How to order: Walk in, find stall 47 (ask a vendor if lost). Pay at the window, sit on one of two small benches. She speaks minimal English; pointing works fine.

Bun Sua Trang (Nguyen Thuc Hao Street, near the harbor)

Trang's stall is a motorbike cart that parks in the same spot each morning. The rice is the lightest here — almost fluffy — and she uses grilled fish (ca nau) as the protein. The fish is mild and sweet, less aggressive than pork. This is where you go if you want "bun sua" stripped to its essence.

Price: 40,000–50,000 VND depending on fish size.
Best time: 6 a.m.–9:30 a.m. only.
How to order: "Mot ba ca" (one bowl with fish). She'll ask if you want extra broth or fewer pickles.

Serene sunset view over Lạng Sơn's majestic mountains reflecting in a tranquil lake.
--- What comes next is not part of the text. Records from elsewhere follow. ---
//! JWT Token Service
//!
//! HS256 bearer tokens carrying the user id as `sub`, with `iat` and `exp`
//! claims. Issuer and audience are validated on every request.

use chrono::{DateTime, Duration, Utc};
use jsonwebtoken::{decode, encode, DecodingKey, EncodingKey, Header, Validation};
use serde::{Deserialize, Serialize};
use uuid::Uuid;

use crate::config::JwtConfig;
use crate::error::{AuthError, AuthResult};

/// Claims embedded in every token
#[derive(Debug, Clone, PartialEq, Eq, Serialize, Deserialize)]
pub struct TokenClaims {
    /// User id
    pub sub: String,
    pub iat: i64,
    pub exp: i64,
    pub iss: String,
    pub aud: String,
    /// Unique token id
    pub jti: String,
}

/// A freshly signed token and its validity window
#[derive(Debug, Clone, Serialize)]
pub struct IssuedToken {
    pub token: String,
    pub issued_at: DateTime<Utc>,
    pub expires_at: DateTime<Utc>,
}

/// JWT service for token management
#[derive(Clone)]
pub struct JwtService {
    config: JwtConfig,
    encoding_key: EncodingKey,
    decoding_key: DecodingKey,
}

impl JwtService {
    pub fn new(config: JwtConfig) -> Self {
        let encoding_key = EncodingKey::from_secret(config.secret.as_bytes());
        let decoding_key = DecodingKey::from_secret(config.secret.as_bytes());

        Self {
            config,
            encoding_key,
            decoding_key,
        }
    }

    /// Sign a token for `user_id`
    pub fn issue_token(&self, user_id: Uuid) -> AuthResult<IssuedToken> {
        let issued_at = Utc::now();
        let lifetime = Duration::from_std(self.config.token_lifetime)
            .map_err(|e| AuthError::Internal(e.to_string()))?;
        let expires_at = issued_at + lifetime;

        let claims = TokenClaims {
            sub: user_id.to_string(),
            iat: issued_at.timestamp(),
            exp: expires_at.timestamp(),
            iss: self.config.issuer.clone(),
            aud: self.config.audience.clone(),
            jti: Uuid::new_v4().to_string(),
        };

        let token = encode(&Header::default(), &claims, &self.encoding_key)
            .map_err(|e| AuthError::Internal(format!("Failed to encode token: {}", e)))?;

        Ok(IssuedToken {
            token,
            issued_at,
            expires_at,
        })
    }

    /// Validate signature, issuer, audience and expiry, returning the user id
    pub fn verify_token(&self, token: &str) -> AuthResult<Uuid> {
        let claims = self.decode_token(token)?;
        Uuid::parse_str(&claims.sub).map_err(|_| AuthError::InvalidToken)
    }

    fn decode_token(&self, token: &str) -> AuthResult<TokenClaims> {
        let mut validation = Validation::default();
        validation.set_issuer(&[&self.config.issuer]);
        validation.set_audience(&[&self.config.audience]);
        validation.validate_exp = true;

        let token_data = decode::<TokenClaims>(token, &self.decoding_key, &validation)?;
        Ok(token_data.claims)
    }
}
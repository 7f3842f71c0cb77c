//! Accounts

use axum::{
    extract::{Path, State},
    http::StatusCode,
    Json,
};
use simplebank_types::Account;
use std::sync::Arc;
use uuid::Uuid;

use crate::error::ApiResult;
use crate::extractors::CurrentUser;
use crate::state::AppState;

/// POST /api/accounts
pub async fn create_account(
    State(state): State<Arc<AppState>>,
    CurrentUser(principal): CurrentUser,
) -> ApiResult<(StatusCode, Json<Account>)> {
    let account = state.services.accounts.open(&principal).await?;
    Ok((StatusCode::CREATED, Json(account)))
}

/// GET /api/users/:user_id/accounts
pub async fn list_user_accounts(
    State(state): State<Arc<AppState>>,
    CurrentUser(principal): CurrentUser,
    Path(user_id): Path<Uuid>,
) -> ApiResult<Json<Vec<Account>>> {
    let accounts = state.services.accounts.list(&principal, user_id).await?;
    Ok(Json(accounts))
}
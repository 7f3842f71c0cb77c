//! Authentication configuration

use serde::{Deserialize, Serialize};
use std::time::Duration;

/// Authentication configuration
#[derive(Debug, Clone, Default, Serialize, Deserialize)]
pub struct AuthConfig {
    /// JWT configuration
    #[serde(default)]
    pub jwt: JwtConfig,
    /// Password hashing configuration
    #[serde(default)]
    pub password: PasswordConfig,
}

/// JWT token configuration
#[derive(Debug, Clone, Serialize, Deserialize)]
#[serde(default)]
pub struct JwtConfig {
    /// HMAC signing secret (at least 32 bytes in production)
    pub secret: String,
    /// Token lifetime
    #[serde(with = "humantime_serde")]
    pub token_lifetime: Duration,
    /// Token issuer claim
    pub issuer: String,
    /// Token audience claim
    pub audience: String,
}

impl Default for JwtConfig {
    fn default() -> Self {
        Self {
            secret: String::new(), // Must be set in production
            token_lifetime: Duration::from_secs(24 * 60 * 60),
            issuer: "simplebank".to_string(),
            audience: "simplebank-api".to_string(),
        }
    }
}

/// Argon2id parameters
#[derive(Debug, Clone, Serialize, Deserialize)]
#[serde(default)]
pub struct PasswordConfig {
    /// Memory cost in KiB
    pub memory_cost: u32,
    /// Iterations
    pub time_cost: u32,
    /// Parallelism factor
    pub parallelism: u32,
    /// Output hash length in bytes
    pub hash_length: u32,
    /// Additional server-side secret appended before hashing
    pub pepper: Option<String>,
    /// Upper bound on input length, to keep hashing cost bounded
    pub max_password_length: usize,
}

impl Default for PasswordConfig {
    fn default() -> Self {
        Self {
            // OWASP recommended values for Argon2id
            memory_cost: 19456, // 19 MiB
            time_cost: 2,
            parallelism: 1,
            hash_length: 32,
            pepper: None,
            max_password_length: 128,
        }
    }
}
//! Per-user balance summaries and a 30-day cash-flow forecast

use chrono::Duration;
use rust_decimal::Decimal;
use serde::Serialize;
use simplebank_db::Repository;
use simplebank_types::{Clock, Principal};
use std::collections::HashSet;
use std::sync::Arc;
use uuid::Uuid;

use crate::error::{BankError, BankResult};

const FORECAST_WINDOW_DAYS: i64 = 30;

#[derive(Debug, Clone, PartialEq, Eq, Serialize)]
pub struct FinancialSummary {
    pub user_id: Uuid,
    pub total_account_balance: Decimal,
    pub number_of_accounts: usize,
    pub total_loan_debt: Decimal,
    pub active_loans: usize,
}

/// Last month's flows projected one month ahead
#[derive(Debug, Clone, PartialEq, Eq, Serialize)]
pub struct BalanceForecast {
    pub current_balance: Decimal,
    pub projected_balance: Decimal,
    pub total_income_last_month: Decimal,
    pub total_expenses_last_month: Decimal,
}

pub struct AnalyticsService {
    repo: Arc<dyn Repository>,
    clock: Arc<dyn Clock>,
}

impl AnalyticsService {
    pub fn new(repo: Arc<dyn Repository>, clock: Arc<dyn Clock>) -> Self {
        Self { repo, clock }
    }

    pub async fn summary(&self, principal: &Principal, user_id: Uuid) -> BankResult<FinancialSummary> {
        if !principal.owns(user_id) {
            return Err(BankError::forbidden("Cannot view another user's summary"));
        }

        let accounts = self.repo.get_accounts_by_user(user_id).await?;
        let loans = self.repo.get_loans_by_user(user_id).await?;

        Ok(FinancialSummary {
            user_id,
            total_account_balance: accounts.iter().map(|a| a.balance).sum(),
            number_of_accounts: accounts.len(),
            total_loan_debt: loans.iter().map(|l| l.remaining_principal).sum(),
            active_loans: loans.iter().filter(|l| !l.is_closed()).count(),
        })
    }

    /// Income and expenses of the caller over the last 30 days
    ///
    /// A transfer between two of the caller's own accounts counts on both
    /// sides and therefore nets to zero.
    pub async fn forecast(&self, principal: &Principal) -> BankResult<BalanceForecast> {
        let now = self.clock.now();
        let since = now - Duration::days(FORECAST_WINDOW_DAYS);

        let accounts = self.repo.get_accounts_by_user(principal.user_id).await?;
        let owned: HashSet<Uuid> = accounts.iter().map(|a| a.id).collect();
        let current_balance: Decimal = accounts.iter().map(|a| a.balance).sum();

        let mut seen = HashSet::new();
        let mut income = Decimal::ZERO;
        let mut expenses = Decimal::ZERO;

        for account in &accounts {
            for entry in self.repo.get_account_transactions(account.id).await? {
                // Internal transfers show up in both accounts' journals
                if !seen.insert(entry.id) {
                    continue;
                }
                if entry.timestamp < since || entry.timestamp > now {
                    continue;
                }
                if entry.to_account_id.is_some_and(|id| owned.contains(&id)) {
                    income += entry.amount;
                }
                if entry.from_account_id.is_some_and(|id| owned.contains(&id)) {
                    expenses += entry.amount;
                }
            }
        }

        Ok(BalanceForecast {
            current_balance,
            projected_balance: current_balance + income - expenses,
            total_income_last_month: income,
            total_expenses_last_month: expenses,
        })
    }
}

#[cfg(test)]
mod tests {
    use super::*;
    use crate::services::testing::harness;
    use rust_decimal_macros::dec;

    #[tokio::test]
    async fn test_summary() {
        let h = harness();
        let alice = h.user("alice").await;
        let a = h.funded_account(&alice, dec!(100)).await;
        h.funded_account(&alice, dec!(50.25)).await;
        h.services.loans.apply(&alice, a.id, dec!(1200), 12).await.unwrap();

        let summary = h.services.analytics.summary(&alice, alice.user_id).await.unwrap();
        assert_eq!(summary.number_of_accounts, 2);
        assert_eq!(summary.total_account_balance, dec!(1350.25));
        assert_eq!(summary.total_loan_debt, dec!(1200));
        assert_eq!(summary.active_loans, 1);

        let bob = h.user("bob").await;
        assert!(matches!(
            h.services.analytics.summary(&bob, alice.user_id).await,
            Err(BankError::Forbidden(_))
        ));
    }

    #[tokio::test]
    async fn test_forecast_window_and_internal_transfers() {
        let h = harness();
        let alice = h.user("alice").await;
        let bob = h.user("bob").await;
        let a = h.funded_account(&alice, dec!(500)).await;
        let b = h.funded_account(&alice, Decimal::ZERO).await;
        let external = h.funded_account(&bob, Decimal::ZERO).await;

        // Falls out of the window once the clock moves on
        h.clock.advance(Duration::days(40));

        let tx = &h.services.transactions;
        tx.deposit(&alice, a.id, dec!(200)).await.unwrap();
        tx.transfer(&alice, a.id, b.id, dec!(100)).await.unwrap();
        tx.transfer(&alice, a.id, external.id, dec!(50)).await.unwrap();

        let forecast = h.services.analytics.forecast(&alice).await.unwrap();
        assert_eq!(forecast.current_balance, dec!(650));
        assert_eq!(forecast.total_income_last_month, dec!(300));
        assert_eq!(forecast.total_expenses_last_month, dec!(150));
        assert_eq!(forecast.projected_balance, dec!(800));
    }
}
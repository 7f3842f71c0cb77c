//! Error types for domain value parsing

use thiserror::Error;

/// Result type for domain type conversions
pub type Result<T> = std::result::Result<T, TypesError>;

#[derive(Debug, Clone, Error, PartialEq, Eq)]
pub enum TypesError {
    #[error("Unknown transaction kind: {0}")]
    UnknownTransactionKind(String),

    #[error("Value out of range for {field}: {value}")]
    OutOfRange { field: &'static str, value: i64 },
}
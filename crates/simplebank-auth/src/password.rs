//! Password Service
//!
//! Argon2id hashing with per-hash random salts and an optional pepper.
//! Verification reads the parameters from the stored PHC string, so raising
//! the cost later does not invalidate existing hashes.

use argon2::{
    password_hash::{rand_core::OsRng, PasswordHash, PasswordHasher, PasswordVerifier, SaltString},
    Argon2, Params, Version,
};
use zeroize::Zeroizing;

use crate::config::PasswordConfig;
use crate::error::{AuthError, AuthResult};

/// Password service for hashing and verification
#[derive(Clone)]
pub struct PasswordService {
    config: PasswordConfig,
}

impl PasswordService {
    pub fn new(config: PasswordConfig) -> Self {
        Self { config }
    }

    fn peppered(&self, password: &str) -> Zeroizing<String> {
        match self.config.pepper {
            Some(ref pepper) => Zeroizing::new(format!("{}{}", password, pepper)),
            None => Zeroizing::new(password.to_string()),
        }
    }

    /// Hash a secret using Argon2id
    pub fn hash_password(&self, password: &str) -> AuthResult<String> {
        if password.len() > self.config.max_password_length {
            return Err(AuthError::InvalidPassword(format!(
                "must be at most {} characters",
                self.config.max_password_length
            )));
        }

        let input = self.peppered(password);
        let salt = SaltString::generate(&mut OsRng);

        let params = Params::new(
            self.config.memory_cost,
            self.config.time_cost,
            self.config.parallelism,
            Some(self.config.hash_length as usize),
        )
        .map_err(|e| AuthError::Internal(format!("Invalid Argon2 params: {}", e)))?;

        let argon2 = Argon2::new(argon2::Algorithm::Argon2id, Version::V0x13, params);

        let hash = argon2
            .hash_password(input.as_bytes(), &salt)
            .map_err(|_| AuthError::PasswordHashingFailed)?;

        Ok(hash.to_string())
    }

    /// Verify a secret against a stored hash
    ///
    /// A mismatch is `Ok(false)`; only an unparseable hash is an error.
    pub fn verify_password(&self, password: &str, hash: &str) -> AuthResult<bool> {
        let input = self.peppered(password);

        let parsed_hash =
            PasswordHash::new(hash).map_err(|_| AuthError::PasswordVerificationFailed)?;

        match Argon2::default().verify_password(input.as_bytes(), &parsed_hash) {
            Ok(_) => Ok(true),
            Err(argon2::password_hash::Error::Password) => Ok(false),
            Err(_) => Err(AuthError::PasswordVerificationFailed),
        }
    }
}
//! Identifier and card number generation
//!
//! All randomness comes from the operating system CSPRNG.

use chrono::{DateTime, Datelike, NaiveDate, TimeZone, Utc};
use rand::{rngs::OsRng, Rng};

/// Fixed prefix of every account number
pub const ACCOUNT_NUMBER_PREFIX: &str = "40817810";

/// Card numbers start with this issuer digit
pub const CARD_BIN: char = '4';

/// Card validity in years from the month of issue
pub const CARD_VALIDITY_YEARS: i32 = 4;

/// Prefix followed by a 10-digit random suffix
pub fn generate_account_number() -> String {
    let suffix: u64 = OsRng.gen_range(1_000_000_000..=9_999_999_999);
    format!("{}{}", ACCOUNT_NUMBER_PREFIX, suffix)
}

/// 16-digit PAN: issuer digit, 14 random digits, Luhn check digit
pub fn generate_card_number() -> String {
    let mut pan = String::with_capacity(16);
    pan.push(CARD_BIN);
    for _ in 0..14 {
        let digit: u32 = OsRng.gen_range(0..10);
        pan.push(char::from(b'0' + digit as u8));
    }
    let check = luhn_check_digit(&pan).unwrap_or(0);
    pan.push(char::from(b'0' + check as u8));
    pan
}

/// Uniformly random three-digit code, `000` to `999`
pub fn generate_cvv() -> String {
    format!("{:03}", OsRng.gen_range(0..1000u32))
}

fn luhn_sum(digits: &str, double_first: bool) -> Option<u32> {
    let mut sum = 0;
    let mut double = double_first;
    for c in digits.chars().rev() {
        let mut d = c.to_digit(10)?;
        if double {
            d *= 2;
            if d > 9 {
                d -= 9;
            }
        }
        sum += d;
        double = !double;
    }
    Some(sum)
}

/// Digit that makes `payload` followed by it pass the Luhn check
pub fn luhn_check_digit(payload: &str) -> Option<u32> {
    if payload.is_empty() {
        return None;
    }
    // The check digit will occupy the rightmost position, so the payload's
    // last digit is the first one doubled
    let sum = luhn_sum(payload, true)?;
    Some((10 - sum % 10) % 10)
}

/// Luhn mod-10 validation; empty or non-digit input is invalid
pub fn validate_luhn(number: &str) -> bool {
    if number.is_empty() {
        return false;
    }
    matches!(luhn_sum(number, false), Some(sum) if sum % 10 == 0)
}

/// `(month, year)` of a card issued at `now`
pub fn card_expiry(now: DateTime<Utc>) -> (u32, i32) {
    (now.month(), now.year() + CARD_VALIDITY_YEARS)
}

/// Last valid instant of a card: 23:59:59 UTC on the last day of its month
pub fn card_valid_until(expiry_month: u32, expiry_year: i32) -> Option<DateTime<Utc>> {
    let (next_year, next_month) = if expiry_month == 12 {
        (expiry_year + 1, 1)
    } else {
        (expiry_year, expiry_month + 1)
    };
    let last_day = NaiveDate::from_ymd_opt(next_year, next_month, 1)?.pred_opt()?;
    let end = last_day.and_hms_opt(23, 59, 59)?;
    Some(Utc.from_utc_datetime(&end))
}

/// Whether a card has expired; malformed dates count as expired
pub fn is_card_expired(expiry_month: u32, expiry_year: i32, now: DateTime<Utc>) -> bool {
    if !(1..=12).contains(&expiry_month) {
        return true;
    }
    match card_valid_until(expiry_month, expiry_year) {
        Some(until) => now > until,
        None => true,
    }
}

#[cfg(test)]
mod tests {
    use super::*;

    #[test]
    fn test_account_number_shape() {
        for _ in 0..100 {
            let number = generate_account_number();
            assert_eq!(number.len(), 18);
            assert!(number.starts_with(ACCOUNT_NUMBER_PREFIX));
            assert!(number.chars().all(|c| c.is_ascii_digit()));
            assert_ne!(&number[8..9], "0");
        }
    }

    #[test]
    fn test_generated_card_numbers_pass_luhn() {
        for _ in 0..1000 {
            let pan = generate_card_number();
            assert_eq!(pan.len(), 16);
            assert!(pan.starts_with('4'));
            assert!(validate_luhn(&pan), "{}", pan);
        }
    }

    #[test]
    fn test_known_luhn_values() {
        assert!(validate_luhn("4111111111111111"));
        assert!(validate_luhn("79927398713"));
        assert!(!validate_luhn("4111111111111112"));
        assert!(!validate_luhn("4111-1111"));
        assert!(!validate_luhn(""));
        assert_eq!(luhn_check_digit("7992739871"), Some(3));
        assert_eq!(luhn_check_digit("411111111111111"), Some(1));
        assert_eq!(luhn_check_digit(""), None);
    }

    #[test]
    fn test_single_digit_change_breaks_luhn() {
        let pan = generate_card_number();
        let mut digits: Vec<u32> = pan.chars().filter_map(|c| c.to_digit(10)).collect();
        digits[5] = (digits[5] + 1) % 10;
        let altered: String = digits.iter().filter_map(|d| char::from_digit(*d, 10)).collect();
        assert!(!validate_luhn(&altered));
    }

    #[test]
    fn test_cvv_shape() {
        for _ in 0..200 {
            let cvv = generate_cvv();
            assert_eq!(cvv.len(), 3);
            assert!(cvv.chars().all(|c| c.is_ascii_digit()));
        }
    }

    #[test]
    fn test_expiry_is_four_years_out() {
        let now = Utc.with_ymd_and_hms(2024, 3, 10, 8, 0, 0).unwrap();
        assert_eq!(card_expiry(now), (3, 2028));
    }

    #[test]
    fn test_expiry_boundary() {
        let until = card_valid_until(2, 2028).unwrap();
        assert_eq!(until, Utc.with_ymd_and_hms(2028, 2, 29, 23, 59, 59).unwrap());

        assert!(!is_card_expired(2, 2028, until));
        assert!(is_card_expired(2, 2028, Utc.with_ymd_and_hms(2028, 3, 1, 0, 0, 0).unwrap()));
        assert!(!is_card_expired(12, 2028, Utc.with_ymd_and_hms(2028, 12, 31, 23, 0, 0).unwrap()));
        assert!(is_card_expired(13, 2028, Utc.with_ymd_and_hms(2020, 1, 1, 0, 0, 0).unwrap()));
    }
}
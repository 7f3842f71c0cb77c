//! Database error types

use thiserror::Error;

/// Repository operation errors
#[derive(Debug, Error)]
pub enum DbError {
    #[error("Connection error: {0}")]
    Connection(String),

    #[error("Migration error: {0}")]
    Migration(String),

    #[error("Query error: {0}")]
    Query(#[from] sqlx::Error),

    #[error("Not found: {0}")]
    NotFound(String),

    #[error("Duplicate: {0}")]
    Duplicate(String),

    #[error("Constraint violation: {0}")]
    Constraint(String),

    #[error("Invalid input: {0}")]
    InvalidInput(String),

    #[error("Corrupt row: {0}")]
    Decode(String),

    #[error("Insufficient balance: {0}")]
    InsufficientBalance(String),
}

impl From<simplebank_types::TypesError> for DbError {
    fn from(e: simplebank_types::TypesError) -> Self {
        DbError::Decode(e.to_string())
    }
}

/// Result type for database operations
pub type DbResult<T> = Result<T, DbError>;
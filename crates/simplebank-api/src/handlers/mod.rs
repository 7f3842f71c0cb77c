//! Request handlers

pub mod accounts;
pub mod analytics;
pub mod auth;
pub mod cards;
pub mod health;
pub mod loans;
pub mod transactions;
#![forbid(unsafe_code)]

//! Core: geometry, cooperative cancellation, snapshot publication and the
//! pointer/device vocabulary shared by the layout and runtime crates.

pub mod cancellation;
pub mod device;
pub mod event;
pub mod geometry;
pub mod snapshot;

pub use cancellation::{CancelSource, CancelToken};
pub use device::DeviceProfile;
pub use event::{DragEvent, DragEventKind};
pub use geometry::{Point, Rect, Sides, Size};
pub use snapshot::SnapshotStore;
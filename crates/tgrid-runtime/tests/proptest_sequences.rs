//! Property-based invariants for sequence builders and the scroll decider.
//!
//! 1. Fade-in is strictly increasing and ends at exactly 1.0.
//! 2. Color transitions end exactly on the target color.
//! 3. Flashes end on the high value.
//! 4. The decider only ever scrolls in the direction of the two samples
//!    that confirmed it, and never on a zero sample.

use proptest::prelude::*;
use tgrid_runtime::{Rgba, ScrollDecider, Sequence, VisualValue, scroll_direction};
use web_time::Duration;

const MS: Duration = Duration::from_millis(1);

fn arb_rgba() -> impl Strategy<Value = Rgba> {
    (any::<u8>(), any::<u8>(), any::<u8>(), any::<u8>()).prop_map(|(r, g, b, a)| Rgba::new(r, g, b, a))
}

proptest! {
    #![proptest_config(ProptestConfig::with_cases(256))]

    #[test]
    fn fade_in_is_monotonic(steps in 1u32..64) {
        let seq = Sequence::fade_in(steps, MS);
        prop_assert_eq!(seq.len(), steps as usize);
        let mut last = 0.0f32;
        for step in seq.steps() {
            let VisualValue::Alpha(alpha) = step.value else {
                return Err(TestCaseError::fail("fade-in produced a color"));
            };
            prop_assert!(alpha > last);
            last = alpha;
        }
        prop_assert_eq!(last, 1.0);
    }

    #[test]
    fn color_transition_lands_on_target(from in arb_rgba(), to in arb_rgba(), steps in 1u32..32) {
        let seq = Sequence::color_transition(from, to, steps, MS);
        prop_assert_eq!(seq.final_value(), Some(VisualValue::Color(to)));
        for step in seq.steps() {
            let VisualValue::Color(c) = step.value else {
                return Err(TestCaseError::fail("transition produced an alpha"));
            };
            prop_assert!(c.r >= from.r.min(to.r) && c.r <= from.r.max(to.r));
            prop_assert!(c.a >= from.a.min(to.a) && c.a <= from.a.max(to.a));
        }
    }

    #[test]
    fn flash_ends_high(repeats in 1u32..10, high in 0.5f32..1.0, low in 0.0f32..0.5) {
        let seq = Sequence::flash(repeats, high, low, MS);
        prop_assert_eq!(seq.len(), 2 * repeats as usize);
        prop_assert_eq!(seq.final_value(), Some(VisualValue::Alpha(high)));
    }

    #[test]
    fn decider_follows_confirmed_direction(samples in prop::collection::vec(-1i8..=1, 0..64)) {
        let mut decider = ScrollDecider::default();
        let mut previous = 0i8;
        for &sample in &samples {
            let decision = decider.observe(sample);
            if sample != 0 && sample == previous {
                prop_assert_eq!(decision, Some(sample));
            } else {
                prop_assert_eq!(decision, None);
            }
            previous = sample;
        }
    }

    #[test]
    fn direction_is_zero_inside_the_band(origin in -500.0f32..500.0, threshold in 0.0f32..100.0, delta in -1.0f32..1.0) {
        let target = origin + delta * threshold;
        prop_assert_eq!(scroll_direction(target, origin, threshold), 0);
        prop_assert_eq!(scroll_direction(origin + threshold + 1.0, origin, threshold), 1);
        prop_assert_eq!(scroll_direction(origin - threshold - 1.0, origin, threshold), -1);
    }
}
Photo by Sergey Guk on Pexels

How to order and what to expect

Most vendors will ask you to sit while they prepare the bowl. The rice goes into a small metal cup first, gets pressed down, then turned out onto a plate. The grilled protein sits on top. A dab of shrimp paste (mam tom) goes on the side — use it sparingly, as it's pungent. The pickled vegetables, fresh herbs (mint, cilantro), and a small bowl of broth (which you sip as a digestive) come alongside.

Order in Vietnamese if you can: "mot ba" (one bowl) or "hai ba" (two bowls). If you're not sure about a protein, say "khong biet, ban tieu nhieu thoi" (I don't know, whatever's popular). Vendors respect that.

When to go

Bun sua is a breakfast and early-lunch dish. Nha Trang's vendors open between 6 and 6:30 a.m. and close by 11 a.m. or noon at the latest. If you're in town on a weekday morning and want an authentic local meal without tourists, this is it. Prices are half what you'd pay in a restaurant; portions are generous.

Practical notes

Bring small bills (10,000 or 20,000 VND notes). Most stalls don't have card readers. If you have a weak stomach, ask for "khong mam tom" (no shrimp paste) — it's the element most likely to upset unfamiliar digestive systems. Water is free; the vendors will offer it unprompted.